Results of a survey of data professionals show that about 1 out of 4 data scientists are women. Both women and men have similar levels of education and proficiency in data science skills. Ways of improving gender diversity in the field of data science are offered.
Having a gender-diverse workforce is good for business. In 2014, Gallup found that more gender diverse business units outperform their less gender diverse counterparts with respect to revenue and net profits. Also, McKinsey reports that companies in the top quartile for gender diversity are 15% more likely to outperform companies in the bottom quartile.
There is a wide variability in female representation across different occupations. As you can see in Figure 1, while women make up about half of the medical and biological scientists in the US, they are underrepresented in computer and mathematical occupations. Look at diversity reports for some tech giants, and you will see that women make up a small part of the technology industry. Women make up 27% of the employees at Microsoft, 30% at Google, 37% at Amazon and 30% at IBM.
Gender Diversity in Data Science
I've been studying the practice of data science over the past couple of months. AnalyticsWeek and I have asked data professionals (as of this writing, we have information from 607 data professionals) about a variety of things, including their data skills, job roles, demographics and more. We have learned much about the structure and practice of data science (see here, here and here). Here, I will present some of our research on gender differences among data professionals.
How does gender diversity look in the data science world? Overall, we found women made up 26% of the data professionals (see bottom half of Figure 2), a result consistent with the percent of women in high-tech companies in general. Gender disparity varied over job roles. Women made up 39% of the data professionals in Researcher roles, 28% for Creative roles, 18% for Business Management roles and 13% for Developer roles.
Men and women data professionals differ with respect to the types of job roles they hold. Women were more likely to identify themselves as Researchers (68%) compared to men (36%) (see top half of Figure 2). Also, women were less likely to go into Business Management roles (19%) and Developer roles (9%) compared to men (32% for Business Management and 22% for Developer).
Women and men in the field of data science do not differ with respect to their formal educational background (see Figure 3). For both genders, a majority of each held advanced degrees (i.e., Master's - ~50%; PhD ~20%). About 5% of the respondents (for both women and men) attained, at most, a 2-year degree.
Next, I looked at gender differences in proficiency in data skills. Because proficiency levels variety by job role, I examined gender differences within specific job roles. Due to small sample size (sample size < 15) of two of the job roles (i.e., Developers and Creatives), however, we only looked at two job roles: Researchers and Business Managers. Men and women data professionals did not differ significantly with respect to their proficiency across different data skills (see Figure 4). Among Researchers in our sample, both women and men appear to have the same level of proficiency in math/statistical skills. Among Business Managers, both women and men have the same level of proficiency in business skills.
Improving Representation of Women in Data Science
The low number of women in the data science field could be a funnel problem. If we look at the graduation rates of women (who received bachelors and PhD degrees (see Figure 5), we see that few women graduate with degrees (~20%) that are directly relevant to being a developer (e.g., computer science, engineering). Yet we see that many more women graduate with PhD degrees that are relevant to being a researcher (e.g., psychology, social sciences and biosciences.

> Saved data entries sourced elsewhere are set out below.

//! Background fetching for the views.
//!
//! Work runs on a tokio runtime and reports back over a channel that the UI
//! thread drains once per frame. Every request belongs to the scope (view
//! mount) that issued it; mounting a new view cancels the old scope's tasks
//! and any of its results still in flight are dropped in [`Loader::drain`].

use std::future::Future;
use std::sync::mpsc::{channel, Receiver, Sender};
use std::sync::Arc;

use tokio::runtime::Handle;
use tokio_util::sync::CancellationToken;

use crate::comments::CommentThread;
use crate::hn_client::{fetch_many, ItemSource};
use crate::models::{Story, StoryId};

pub type ScopeId = u64;

/// Called after each result is queued so the UI can repaint.
pub type Notify = Arc<dyn Fn() + Send + Sync>;

#[derive(Debug, Clone, PartialEq)]
pub enum Loaded {
    TopStories(Result<Vec<StoryId>, String>),
    /// `None` when the item is missing upstream or failed to load.
    Story { id: StoryId, story: Option<Story> },
    Comments { story_id: StoryId, thread: CommentThread },
    Bookmarked(Vec<Option<Story>>),
}

#[derive(Debug)]
pub struct LoadEvent {
    pub scope: ScopeId,
    pub loaded: Loaded,
}

struct Scope {
    id: ScopeId,
    token: CancellationToken,
}

pub struct Loader {
    runtime: Handle,
    source: Arc<dyn ItemSource>,
    notify: Notify,
    tx: Sender<LoadEvent>,
    rx: Receiver<LoadEvent>,
    scope: Scope,
}

impl Loader {
    pub fn new(runtime: Handle, source: Arc<dyn ItemSource>, notify: Notify) -> Self {
        let (tx, rx) = channel();
        Self {
            runtime,
            source,
            notify,
            tx,
            rx,
            scope: Scope {
                id: 0,
                token: CancellationToken::new(),
            },
        }
    }

    /// Starts a new scope, abandoning everything the previous one requested.
    pub fn mount(&mut self) -> ScopeId {
        self.scope.token.cancel();
        self.scope = Scope {
            id: self.scope.id + 1,
            token: CancellationToken::new(),
        };
        log::debug!("mounted scope {}", self.scope.id);
        self.scope.id
    }

    pub fn scope(&self) -> ScopeId {
        self.scope.id
    }

    /// Results that arrived since the last call, minus those of stale scopes.
    pub fn drain(&self) -> Vec<LoadEvent> {
        let current = self.scope.id;
        self.rx
            .try_iter()
            .filter(|event| {
                let fresh = event.scope == current;
                if !fresh {
                    log::debug!("dropping result of abandoned scope {}", event.scope);
                }
                fresh
            })
            .collect()
    }

    pub fn fetch_top_stories(&self) {
        let source = Arc::clone(&self.source);
        self.spawn(async move {
            let ids = source
                .top_story_ids()
                .await
                .map_err(|err| format!("{:#}", err));
            Loaded::TopStories(ids)
        });
    }

    pub fn fetch_story(&self, id: StoryId) {
        let source = Arc::clone(&self.source);
        self.spawn(async move {
            let story = match source.story(id).await {
                Ok(story) => story,
                Err(err) => {
                    log::warn!("story {} failed to load: {:#}", id, err);
                    None
                }
            };
            Loaded::Story { id, story }
        });
    }

    pub fn fetch_comments(&self, story_id: StoryId, ids: Vec<StoryId>) {
        let source = Arc::clone(&self.source);
        self.spawn(async move {
            let thread = CommentThread::load(source.as_ref(), &ids).await;
            Loaded::Comments { story_id, thread }
        });
    }

    /// Fetches every bookmarked story at once; results keep the input order.
    pub fn fetch_bookmarked(&self, ids: Vec<StoryId>) {
        let source = Arc::clone(&self.source);
        self.spawn(async move {
            let stories = fetch_many(&ids, |id| source.story(id)).await;
            Loaded::Bookmarked(stories)
        });
    }

    fn spawn<F>(&self, work: F)
    where
        F: Future<Output = Loaded> + Send + 'static,
    {
        let scope = self.scope.id;
        let token = self.scope.token.clone();
        let tx = self.tx.clone();
        let notify = Arc::clone(&self.notify);

        self.runtime.spawn(async move {
            tokio::select! {
                _ = token.cancelled() => {
                    log::debug!("scope {} cancelled before its request finished", scope);
                }
                loaded = work => {
                    if tx.send(LoadEvent { scope, loaded }).is_ok() {
                        notify();
                    }
                }
            }
        });
    }
}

It's not surprising then that there are more women data scientists who identify as researchers than developers (see top half of Figure 2).
To improve the representation of women in the data science field, researchers feel we need to address cultural factors. In a US Gallup-Google poll conducted in late 2014, researchers found that computer science (an important skill area in data science) is viewed as a male field by students (grades 7 - 12), parents and teachers. Additionally, all three constituencies think that girls are less interested in computer science than boys. Finally, girls, relative to boys, lacked the confidence that they can learn computer science.
The inaugural Women in Data Science conference recently took place at Stanford. Conference attendees included only women, 400 from industry, academia and national laboratories. You can see the conference presentations here. Scientists shared their research at the conference, and their aim is "to inspire, educate and support women in the field – from those just starting their journey to those who are established leaders in industry, academia, government and NGO’s."
Earlier this year, researchers Francine Berman and Philip Bourne proposed 10 ways to improve gender diversity in data science through changing the work culture and becoming an advocate for women's representation in data science. You can see their tips in Figure 6.
Gender diversity is good for business. Businesses that are gender-diverse outperfom their counterparts. Gender diversity among data science professionals reveals typically low rates of women employees in this new profession. Despite this gender disparity, we did not see any large gender differences with respect to educational background and data skills; both women and men achieved similar levels of education and possessed comparable proficiency in different data science skills (i.e., business, technology and math/statistics).